*DESCRIPTION OF THE TASK*: What is the number of lines in the entries that include the word "Configuration"? Respond with the number only.

ENTRIES PROVIDED START

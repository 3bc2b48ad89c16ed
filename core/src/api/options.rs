//! Configuration options for the sprig interpreter.

/// Configuration options for parsing.
///
/// # Example
///
/// ```
/// use sprig_core::api::ParserOptions;
///
/// let options = ParserOptions {
///     strict: true,
///     ..ParserOptions::default()
/// };
/// assert_eq!(options.max_depth, 256);
/// ```
#[derive(Debug, Clone)]
pub struct ParserOptions {
    /// Maximum number of simultaneously open lists and quotes.
    ///
    /// Default: 256
    pub max_depth: usize,

    /// Reject input that continues after the first complete form instead of
    /// ignoring it.
    ///
    /// Default: false
    pub strict: bool,
}

impl Default for ParserOptions {
    fn default() -> Self {
        Self {
            max_depth: 256,
            strict: false,
        }
    }
}

/// Configuration options for expression execution.
///
/// These options control resource limits during evaluation.
#[derive(Debug, Clone)]
pub struct ExecutionOptions {
    /// Maximum nesting of closure calls and `let` scopes (for recursion
    /// protection).
    ///
    /// Each level costs native stack, so the default stays within a 2 MiB
    /// thread stack in unoptimized builds. Raise it only on threads with a
    /// larger stack.
    ///
    /// Default: 64
    pub max_depth: usize,
}

impl Default for ExecutionOptions {
    fn default() -> Self {
        Self { max_depth: 64 }
    }
}

/// Configuration options for an [`Interpreter`](super::Interpreter).
///
/// # Example
///
/// ```
/// use sprig_core::api::{ExecutionOptions, InterpreterOptions, ParserOptions};
///
/// let options = InterpreterOptions {
///     parser: ParserOptions::default(),
///     execution: ExecutionOptions { max_depth: 32 },
///     reset_on_error: true,
/// };
/// ```
#[derive(Debug, Clone, Default)]
pub struct InterpreterOptions {
    pub parser: ParserOptions,
    pub execution: ExecutionOptions,

    /// Discard every definition after a failed evaluation.
    ///
    /// Default: false
    pub reset_on_error: bool,
}
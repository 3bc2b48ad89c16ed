//! Source locations shared by the lexer, parser and diagnostics.

use core::fmt;
use core::ops::Range;

/// Byte range into the source text.
#[derive(Debug, Clone, PartialEq, Eq, Default)]
pub struct Span(pub Range<usize>);

impl Span {
    pub fn new(start: usize, end: usize) -> Self {
        Span(start..end)
    }

    pub fn start(&self) -> usize {
        self.0.start
    }

    pub fn end(&self) -> usize {
        self.0.end
    }

    /// Smallest span covering both `self` and `other`.
    pub fn to(&self, other: &Span) -> Span {
        Span(self.0.start.min(other.0.start)..self.0.end.max(other.0.end))
    }

    /// Extracts the spanned text, clamped to the source bounds.
    pub fn slice<'s>(&self, source: &'s str) -> &'s str {
        let end = self.0.end.min(source.len());
        let start = self.0.start.min(end);
        source.get(start..end).unwrap_or_default()
    }
}

impl fmt::Display for Span {
    fn fmt(&self, f: &mut fmt::Formatter<'_>) -> fmt::Result {
        write!(f, "{}..{}", self.0.start, self.0.end)
    }
}

/// One-based line and column.
#[derive(Debug, Clone, Copy, PartialEq, Eq, PartialOrd, Ord)]
pub struct Position {
    pub line: usize,
    pub column: usize,
}

impl Position {
    pub const START: Position = Position { line: 1, column: 1 };

    pub fn new(line: usize, column: usize) -> Self {
        Self { line, column }
    }
}

impl Default for Position {
    fn default() -> Self {
        Position::START
    }
}

impl fmt::Display for Position {
    fn fmt(&self, f: &mut fmt::Formatter<'_>) -> fmt::Result {
        write!(f, "{}:{}", self.line, self.column)
    }
}
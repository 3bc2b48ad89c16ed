use alloc::borrow::Cow;
use core::fmt;

use crate::syntax::{Position, Span};

/// Lexical category of a [`Token`].
#[derive(Debug, Clone, Copy, PartialEq, Eq)]
pub enum TokenKind {
    Open,
    Close,
    /// The `'` prefix.
    QuoteMark,
    /// A standalone `.` that does not start a number.
    Dot,
    Number,
    String,
    /// A string literal that ran into the end of input.
    UnterminatedString,
    Symbol,
    If,
    Nil,
    Define,
    Set,
    Let,
    Lambda,
    /// The reserved word `quote`.
    Quote,
    End,
}

impl TokenKind {
    /// Classifies symbol text, case-sensitively, against the reserved words.
    pub fn from_word(word: &str) -> TokenKind {
        match word {
            "if" => TokenKind::If,
            "nil" => TokenKind::Nil,
            "define" => TokenKind::Define,
            "set" => TokenKind::Set,
            "let" => TokenKind::Let,
            "lambda" => TokenKind::Lambda,
            "quote" => TokenKind::Quote,
            _ => TokenKind::Symbol,
        }
    }

    /// Reserved words that open a special form when they follow `(`.
    pub fn is_form_keyword(self) -> bool {
        matches!(
            self,
            TokenKind::If
                | TokenKind::Define
                | TokenKind::Set
                | TokenKind::Let
                | TokenKind::Lambda
                | TokenKind::Quote
        )
    }

    pub fn describe(self) -> &'static str {
        match self {
            TokenKind::Open => "'('",
            TokenKind::Close => "')'",
            TokenKind::QuoteMark => "'",
            TokenKind::Dot => "'.'",
            TokenKind::Number => "number",
            TokenKind::String => "string",
            TokenKind::UnterminatedString => "unterminated string",
            TokenKind::Symbol => "symbol",
            TokenKind::If => "'if'",
            TokenKind::Nil => "'nil'",
            TokenKind::Define => "'define'",
            TokenKind::Set => "'set'",
            TokenKind::Let => "'let'",
            TokenKind::Lambda => "'lambda'",
            TokenKind::Quote => "'quote'",
            TokenKind::End => "end of input",
        }
    }
}

impl fmt::Display for TokenKind {
    fn fmt(&self, f: &mut fmt::Formatter<'_>) -> fmt::Result {
        f.write_str(self.describe())
    }
}

/// A lexed token. Text borrows from the source unless escapes forced a copy.
#[derive(Debug, Clone, PartialEq)]
pub struct Token<'a> {
    pub kind: TokenKind,
    pub text: Cow<'a, str>,
    /// Parsed payload of a number token. NaN when the text is malformed.
    pub number: Option<f64>,
    pub pos: Position,
    pub span: Span,
}

impl<'a> Token<'a> {
    pub fn new(kind: TokenKind, text: impl Into<Cow<'a, str>>, pos: Position, span: Span) -> Self {
        Self {
            kind,
            text: text.into(),
            number: None,
            pos,
            span,
        }
    }

    pub fn number(text: &'a str, value: f64, pos: Position, span: Span) -> Self {
        Self {
            kind: TokenKind::Number,
            text: Cow::Borrowed(text),
            number: Some(value),
            pos,
            span,
        }
    }

    pub fn is_end(&self) -> bool {
        self.kind == TokenKind::End
    }
}
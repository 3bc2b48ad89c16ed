#[macro_use]
mod cases;

use cases::run;
use pretty_assertions::assert_eq;

test_case! {
    name: quote_form_keeps_shape,
    input: "(quote (list 6 (* 1 3)))",
    output: "(list 6 (* 1 3))",
}

test_case! {
    name: unquoted_form_computes,
    input: "(list 6 (* 1 3))",
    output: "(6 3)",
}

test_case! {
    name: quote_mark_sugar,
    input: "'(a (b c) \"d\")",
    output: "(a (b c) d)",
}

test_case! {
    name: quoted_symbol,
    input: "'hello",
    output: "hello",
}

test_case! {
    name: quoted_literals_are_themselves,
    input: "(list '1 'true 'nil)",
    output: "(1 True Nil)",
}

test_case! {
    name: quote_never_looks_up,
    input: "'(undefined names everywhere)",
    output: "(undefined names everywhere)",
}

test_case! {
    name: car_and_cdr_of_quoted_data,
    input: "(list (car '(a b c)) (cdr '(a b c)))",
    output: "(a (b c))",
}

test_case! {
    name: cons_onto_quoted_list,
    input: "(cons 'x '(y z))",
    output: "(x y z)",
}

test_case! {
    name: quoted_data_is_not_reapplied,
    input: "(define code '(+ 1 2)) code",
    output: "(+ 1 2)",
}

test_case! {
    name: quote_takes_one_operand,
    input: "(quote a b)",
    error: Syntax, "P005",
}

#[test]
fn test_quote_differs_from_evaluation() {
    let (mut interpreter, quoted) = run("(quote (list 6 (* 1 3)))");
    let evaluated = interpreter.eval("(list 6 (* 1 3))").unwrap();
    assert_ne!(quoted.unwrap(), evaluated);
}
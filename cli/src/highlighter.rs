use logos::Logos;
use nu_ansi_term::{Color, Style};
use reedline::StyledText;

use crate::lexer::Token;

fn color_of(token: Token, text: &str, primitives: &[&str]) -> Color {
    match token {
        Token::Keyword => Color::Magenta,
        Token::Constant | Token::Number => Color::Cyan,
        Token::String => Color::Green,
        Token::Comment => Color::DarkGray,
        Token::QuoteMark => Color::Yellow,
        Token::LParen | Token::RParen => Color::White,
        Token::Other if primitives.contains(&text) => Color::Blue,
        Token::Other => Color::Default,
    }
}

/// Colours a REPL line from the coarse token stream.
pub struct Highlighter {
    primitives: Vec<&'static str>,
}

impl Highlighter {
    pub fn new() -> Self {
        let primitives = sprig_core::stdlib::PRIMITIVES
            .iter()
            .map(|(name, _)| *name)
            .collect();
        Self { primitives }
    }
}

impl reedline::Highlighter for Highlighter {
    fn highlight(&self, line: &str, _: usize) -> StyledText {
        let mut output = StyledText::new();
        let mut curr_end = 0;

        for (token, span) in Token::lexer(line).spanned() {
            if span.start > curr_end {
                output.push((Style::new(), line[curr_end..span.start].to_string()));
            }
            let text = &line[span.clone()];
            let style = match token {
                Ok(token) => Style::new().fg(color_of(token, text, &self.primitives)),
                // Input no pattern matches, such as an unclosed quote.
                Err(_) => Style::new().fg(Color::Green),
            };
            output.push((style, text.to_string()));
            curr_end = span.end;
        }

        if curr_end < line.len() {
            output.push((Style::new(), line[curr_end..].to_string()));
        }
        output
    }
}

#[cfg(test)]
mod tests {
    use super::*;
    use reedline::Highlighter as _;

    fn plain(styled: &StyledText) -> String {
        styled.buffer.iter().map(|(_, text)| text.as_str()).collect()
    }

    #[test]
    fn test_highlight_preserves_text() {
        let highlighter = Highlighter::new();
        for line in ["(define x 1)", "  '(a  b) ; note", "(print \"open"] {
            assert_eq!(plain(&highlighter.highlight(line, 0)), line);
        }
    }

    #[test]
    fn test_primitives_are_blue() {
        let highlighter = Highlighter::new();
        let styled = highlighter.highlight("(car x)", 0);
        let car = styled
            .buffer
            .iter()
            .find(|(_, text)| text == "car")
            .map(|(style, _)| style.foreground);
        assert_eq!(car, Some(Some(Color::Blue)));
    }
}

ENTRIES PROVIDED END

*WRITTEN SOLUTION*: 4